Step by step solution

01

Background Information

The Fibonacci sequence is defined by the recursive rule: \(F_{1}=1, F_{2}=1\) and \(F_{n}=F_{n-1}+F_{n-2}\) for \(n\geq 3\). The expression \(\alpha=(1+\sqrt{5}) / 2\) is actually the Golden Ratio. To solve this problem, we would use mathematical induction.
02

Base Case for Mathematical Induction

For \(n = 3\), we have \(F_{3} = 2\) and \(\alpha^{3-2} = \alpha\), so \(F_{3} > \alpha^{3-2}\). For part (b), we have \(F_{3} = 2\), \(\alpha^{3-1} = \alpha^2 > 2\), so \(F_{3} < \alpha^{3-1}\), which confirms that our base case is correct.
03

Inductive Step

For the inductive step, we need to prove the inequalities are true for \(n + 1\), assuming they are true for \(n\).

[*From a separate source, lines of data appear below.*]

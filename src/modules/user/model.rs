use serde::{Deserialize, Serialize};
use validator::{Validate, ValidationError};

use crate::modules::user::schema::UserEntity;

/// Usernames are ASCII letters, digits and underscores.
pub fn validate_username(username: &str) -> Result<(), ValidationError> {
    if username.chars().all(|c| c.is_ascii_alphanumeric() || c == '_') {
        Ok(())
    } else {
        Err(ValidationError::new("username")
            .with_message("Username may only contain letters, numbers and underscores".into()))
    }
}

#[derive(Deserialize, Validate)]
#[serde(rename_all = "camelCase")]
pub struct SignUpModel {
    #[validate(
        length(min = 3, max = 30, message = "Username must be 3 to 30 characters long"),
        custom(function = "validate_username")
    )]
    pub username: String,
    #[validate(email(message = "Invalid email format"))]
    pub email: String,
    #[validate(length(min = 6, message = "Password must be at least 6 characters long"))]
    pub password: String,
    #[validate(length(min = 1, max = 50, message = "First name must be 1 to 50 characters long"))]
    pub first_name: String,
    #[validate(length(min = 1, max = 50, message = "Last name must be 1 to 50 characters long"))]
    pub last_name: String,
}

#[derive(Deserialize, Validate)]
pub struct SignInModel {
    #[validate(email(message = "Invalid email format"))]
    pub email: String,
    #[validate(length(min = 1, message = "Password required"))]
    pub password: String,
}

pub struct InsertUser {
    pub username: String,
    pub email: String,
    pub hash_password: String,
    pub first_name: String,
    pub last_name: String,
}

#[derive(Serialize)]
pub struct SignUpResponse {
    pub id: uuid::Uuid,
}

#[derive(Debug, Serialize)]
#[serde(rename_all = "camelCase")]
pub struct SignInResponse {
    pub access_token: String,
    pub user: UserResponse,
}

#[derive(Debug, Deserialize, Serialize)]
#[serde(rename_all = "camelCase")]
pub struct UserResponse {
    pub id: uuid::Uuid,
    pub username: String,
    pub email: String,
    pub first_name: String,
    pub last_name: String,
}

impl From<UserEntity> for UserResponse {
    fn from(entity: UserEntity) -> Self {
        UserResponse {
            id: entity.id,
            username: entity.username,
            email: entity.email,
            first_name: entity.first_name,
            last_name: entity.last_name,
        }
    }
}
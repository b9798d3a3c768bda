use log::info;
use std::sync::Arc;
use uuid::Uuid;

use crate::{
    api::error,
    modules::{
        debt::{
            model::{
                normalize_amount, normalize_currency, CreateDebtModel, InsertDebt, PartyPatch,
                UpdateDebt, UpdateDebtModel,
            },
            repository::DebtRepository,
            schema::{DebtEntity, DebtFilter},
        },
        user::repository::UserRepository,
    },
    utils::validate_model,
};

const UNLINKED_DEBT: &str = "A debt must be linked to at least one account";

#[derive(Clone, Copy)]
enum Side {
    Lender,
    Lendee,
}

impl Side {
    fn missing_account(self) -> &'static str {
        match self {
            Side::Lender => "Lender account not found",
            Side::Lendee => "Lendee account not found",
        }
    }
}

#[derive(Clone)]
pub struct DebtService {
    debt_repo: Arc<dyn DebtRepository + Send + Sync>,
    user_repo: Arc<dyn UserRepository + Send + Sync>,
}

impl DebtService {
    pub fn with_dependencies(
        debt_repo: Arc<dyn DebtRepository + Send + Sync>,
        user_repo: Arc<dyn UserRepository + Send + Sync>,
    ) -> Self {
        info!("DebtService initialized with dependencies");
        DebtService { debt_repo, user_repo }
    }

    pub async fn list(
        &self,
        user_id: Uuid,
        filter: Option<DebtFilter>,
    ) -> Result<Vec<DebtEntity>, error::SystemError> {
        self.debt_repo.find_for_user(&user_id, filter).await
    }

    pub async fn get_by_id(
        &self,
        user_id: Uuid,
        debt_id: Uuid,
    ) -> Result<DebtEntity, error::SystemError> {
        self.debt_repo
            .find_visible(&debt_id, &user_id)
            .await?
            .ok_or_else(|| error::SystemError::not_found("Debt not found"))
    }

    pub async fn create(
        &self,
        user_id: Uuid,
        debt: CreateDebtModel,
    ) -> Result<DebtEntity, error::SystemError> {
        validate_model(&debt)?;

        if debt.lender_id.is_none() && debt.lendee_id.is_none() {
            return Err(error::SystemError::bad_request(UNLINKED_DEBT));
        }
        if debt.lender_id.is_some() && debt.lender_id == debt.lendee_id {
            return Err(error::SystemError::bad_request(
                "Lender and lendee must be different accounts",
            ));
        }
        if debt.lender_id != Some(user_id) && debt.lendee_id != Some(user_id) {
            return Err(error::SystemError::forbidden(
                "You can only record debts you are a party to",
            ));
        }

        let lender_name = match debt.lender_id {
            Some(id) => self.linked_name(id, Side::Lender).await?,
            None => debt.lender_name,
        };
        let lendee_name = match debt.lendee_id {
            Some(id) => self.linked_name(id, Side::Lendee).await?,
            None => debt.lendee_name,
        };

        let new_debt = InsertDebt {
            created_by: user_id,
            lender_name,
            lender_id: debt.lender_id,
            lendee_name,
            lendee_id: debt.lendee_id,
            currency: InsertDebt::currency_or_default(debt.currency.as_deref()),
            amount: normalize_amount(debt.amount),
            title: debt.title,
            description: debt.description,
            deadline: debt.deadline,
            status: debt.status.unwrap_or_default(),
        };

        let debt = self.debt_repo.create(&new_debt).await?;
        info!("Debt {} created by {}", debt.id, user_id);
        Ok(debt)
    }

    /// Only the creator may update; everyone else gets `NotFound`.
    pub async fn update(
        &self,
        user_id: Uuid,
        debt_id: Uuid,
        patch: UpdateDebtModel,
    ) -> Result<DebtEntity, error::SystemError> {
        validate_model(&patch)?;

        if patch.is_empty() {
            return Err(error::SystemError::bad_request("No fields to update"));
        }
        if patch.lender_id == Some(None) && patch.lendee_id == Some(None) {
            return Err(error::SystemError::bad_request(UNLINKED_DEBT));
        }

        let changes = UpdateDebt {
            lender: self.party_patch(patch.lender_id, patch.lender_name, Side::Lender).await?,
            lendee: self.party_patch(patch.lendee_id, patch.lendee_name, Side::Lendee).await?,
            currency: patch.currency.as_deref().map(normalize_currency),
            amount: patch.amount.map(normalize_amount),
            title: patch.title,
            description: patch.description,
            deadline: patch.deadline,
            status: patch.status,
        };

        let debt = self
            .debt_repo
            .update(&debt_id, &user_id, &changes)
            .await?
            .ok_or_else(|| error::SystemError::not_found("Debt not found"))?;

        info!("Debt {} updated by {}", debt.id, user_id);
        Ok(debt)
    }

    /// Only the creator may delete; everyone else gets `NotFound`.
    pub async fn delete(&self, user_id: Uuid, debt_id: Uuid) -> Result<(), error::SystemError> {
        if !self.debt_repo.delete(&debt_id, &user_id).await? {
            return Err(error::SystemError::not_found("Debt not found"));
        }
        info!("Debt {} deleted by {}", debt_id, user_id);
        Ok(())
    }

    /// Linked parties are always shown under the account's own first name.
    async fn linked_name(&self, id: Uuid, side: Side) -> Result<String, error::SystemError> {
        self.user_repo
            .find_by_id(&id)
            .await?
            .map(|user| user.first_name)
            .ok_or_else(|| error::SystemError::bad_request(side.missing_account()))
    }

    async fn party_patch(
        &self,
        id: Option<Option<Uuid>>,
        name: Option<String>,
        side: Side,
    ) -> Result<PartyPatch, error::SystemError> {
        match id {
            Some(Some(linked)) => Ok(PartyPatch {
                id: Some(Some(linked)),
                name: Some(self.linked_name(linked, side).await?),
            }),
            _ => Ok(PartyPatch { id, name }),
        }
    }
}
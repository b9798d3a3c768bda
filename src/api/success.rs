use actix_web::{http::StatusCode, HttpResponse};
use std::borrow::Cow;

#[derive(serde::Serialize)]
pub struct SuccessData<T: serde::Serialize> {
    pub data: Option<T>,
    pub message: Option<Cow<'static, str>>,
}

pub struct Success<T: serde::Serialize> {
    pub status: StatusCode,
    pub body: Option<SuccessData<T>>,
}

impl<T: serde::Serialize> Success<T> {
    pub fn ok(data: Option<T>) -> Self {
        Self { status: StatusCode::OK, body: Some(SuccessData { data, message: None }) }
    }

    pub fn message<M>(mut self, msg: M) -> Self
    where
        M: Into<Cow<'static, str>>,
    {
        if let Some(body) = &mut self.body {
            body.message = Some(msg.into());
        }
        self
    }

    pub fn created(data: Option<T>) -> Self {
        Self { status: StatusCode::CREATED, body: Some(SuccessData { data, message: None }) }
    }

    pub fn no_content() -> Self {
        Self { status: StatusCode::NO_CONTENT, body: None }
    }
}

impl<T: serde::Serialize> actix_web::Responder for Success<T> {
    type Body = actix_web::body::BoxBody;

    fn respond_to(self, _req: &actix_web::HttpRequest) -> HttpResponse<Self::Body> {
        let mut response = HttpResponse::build(self.status);

        match self.body {
            Some(body) => response.json(body),
            None => response.finish(),
        }
    }
}
use uuid::Uuid;

use crate::{
    api::error,
    modules::user::{model::InsertUser, schema::UserEntity},
};

/// Read side of the user directory plus account creation.
#[async_trait::async_trait]
pub trait UserRepository {
    async fn find_by_id(&self, id: &Uuid) -> Result<Option<UserEntity>, error::SystemError>;
    async fn find_by_username(
        &self,
        username: &str,
    ) -> Result<Option<UserEntity>, error::SystemError>;
    async fn find_by_email(&self, email: &str) -> Result<Option<UserEntity>, error::SystemError>;
    async fn create(&self, user: &InsertUser) -> Result<Uuid, error::SystemError>;
}
use actix_web::{get, post, web, HttpRequest};

use crate::{
    api::{error, success},
    middlewares::get_claims,
    modules::user::{
        model::{SignInModel, SignInResponse, SignUpModel, SignUpResponse, UserResponse},
        service::UserService,
    },
    utils::ValidatedJson,
};

#[get("/me")]
pub async fn get_profile(
    user_service: web::Data<UserService>,
    req: HttpRequest,
) -> Result<success::Success<UserResponse>, error::Error> {
    let id = get_claims(&req)?.sub;
    let user = user_service.get_by_id(id).await?;
    Ok(success::Success::ok(Some(user)).message("Profile retrieved successfully"))
}

#[post("/signup")]
pub async fn sign_up(
    user_service: web::Data<UserService>,
    user_data: ValidatedJson<SignUpModel>,
) -> Result<success::Success<SignUpResponse>, error::Error> {
    let user_id = user_service.sign_up(user_data.0).await?;
    Ok(success::Success::created(Some(SignUpResponse { id: user_id })).message("User created"))
}

#[post("/signin")]
pub async fn sign_in(
    user_service: web::Data<UserService>,
    user_data: ValidatedJson<SignInModel>,
) -> Result<success::Success<SignInResponse>, error::Error> {
    let response = user_service.sign_in(user_data.0).await?;
    Ok(success::Success::ok(Some(response)).message("Signin successful"))
}
use actix_web::{delete, get, patch, post, web, HttpRequest};
use uuid::Uuid;

use crate::{
    api::{error, success},
    middlewares::get_claims,
    modules::friendship::{
        model::{AcceptFriendshipBody, FriendshipQuery, FriendshipRequestBody, FriendshipResponse},
        schema::FriendshipEntity,
        service::FriendshipService,
    },
    utils::{ValidatedJson, ValidatedQuery},
};

#[get("")]
pub async fn list_friendships(
    friendship_service: web::Data<FriendshipService>,
    query: ValidatedQuery<FriendshipQuery>,
    req: HttpRequest,
) -> Result<success::Success<Vec<FriendshipResponse>>, error::Error> {
    let user_id = get_claims(&req)?.sub;
    let friendships = friendship_service.list(user_id, query.0.status).await?;

    Ok(success::Success::ok(Some(friendships)).message("Friendships retrieved successfully"))
}

#[post("")]
pub async fn send_friend_request(
    friendship_service: web::Data<FriendshipService>,
    body: ValidatedJson<FriendshipRequestBody>,
    req: HttpRequest,
) -> Result<success::Success<FriendshipEntity>, error::Error> {
    let requester_id = get_claims(&req)?.sub;
    let friendship = friendship_service.request(requester_id, &body.0.username).await?;

    Ok(success::Success::created(Some(friendship)).message("Friend request sent successfully"))
}

#[patch("/{friendship_id}")]
pub async fn accept_friend_request(
    friendship_service: web::Data<FriendshipService>,
    friendship_id: web::Path<Uuid>,
    body: ValidatedJson<AcceptFriendshipBody>,
    req: HttpRequest,
) -> Result<success::Success<FriendshipEntity>, error::Error> {
    let user_id = get_claims(&req)?.sub;
    let friendship =
        friendship_service.accept(user_id, friendship_id.into_inner(), body.0.status).await?;

    Ok(success::Success::ok(Some(friendship)).message("Friend request accepted successfully"))
}

#[delete("/{friendship_id}")]
pub async fn delete_friendship(
    friendship_service: web::Data<FriendshipService>,
    friendship_id: web::Path<Uuid>,
    req: HttpRequest,
) -> Result<success::Success<FriendshipEntity>, error::Error> {
    let user_id = get_claims(&req)?.sub;
    let friendship = friendship_service.delete(user_id, friendship_id.into_inner()).await?;

    Ok(success::Success::ok(Some(friendship)).message("Friendship removed successfully"))
}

Based on the recurrence, we have \(F_{n+1}=F_{n}+F_{n-1}\). Since \(F_{n} > \alpha^{n-2}\) and \(F_{n-1} > \alpha^{n-3}\), we can add these two inequalities to get \(F_{n+1} > \alpha^{n-2}+\alpha^{n-3} = \alpha^{n-3}(1+\alpha)\). Because \(\alpha^{n-3}(1+\alpha)>\alpha^{n-3}\cdot \alpha= \alpha^{n-2}\), we have confirmed that \(F_{n+1}>\alpha^{n-1}\), completing part (a) of the inductive step. Part (b) follows a similar method, and using the fact that \(F_{n} < \alpha^{n-1}\) and \(F_{n-1} < \alpha^{n-2}\), we have \(F_{n+1} < \alpha^{n-1} + \alpha^{n-2} = \alpha^{n-2}(1 + \alpha)\). But \(\alpha^{n-2}(1+\alpha)<\alpha^{n-2}\cdot \alpha^2= \alpha^n\), so we have confirmed that \(F_{n+1}<\alpha^{n}\), completing part (b) of the inductive step.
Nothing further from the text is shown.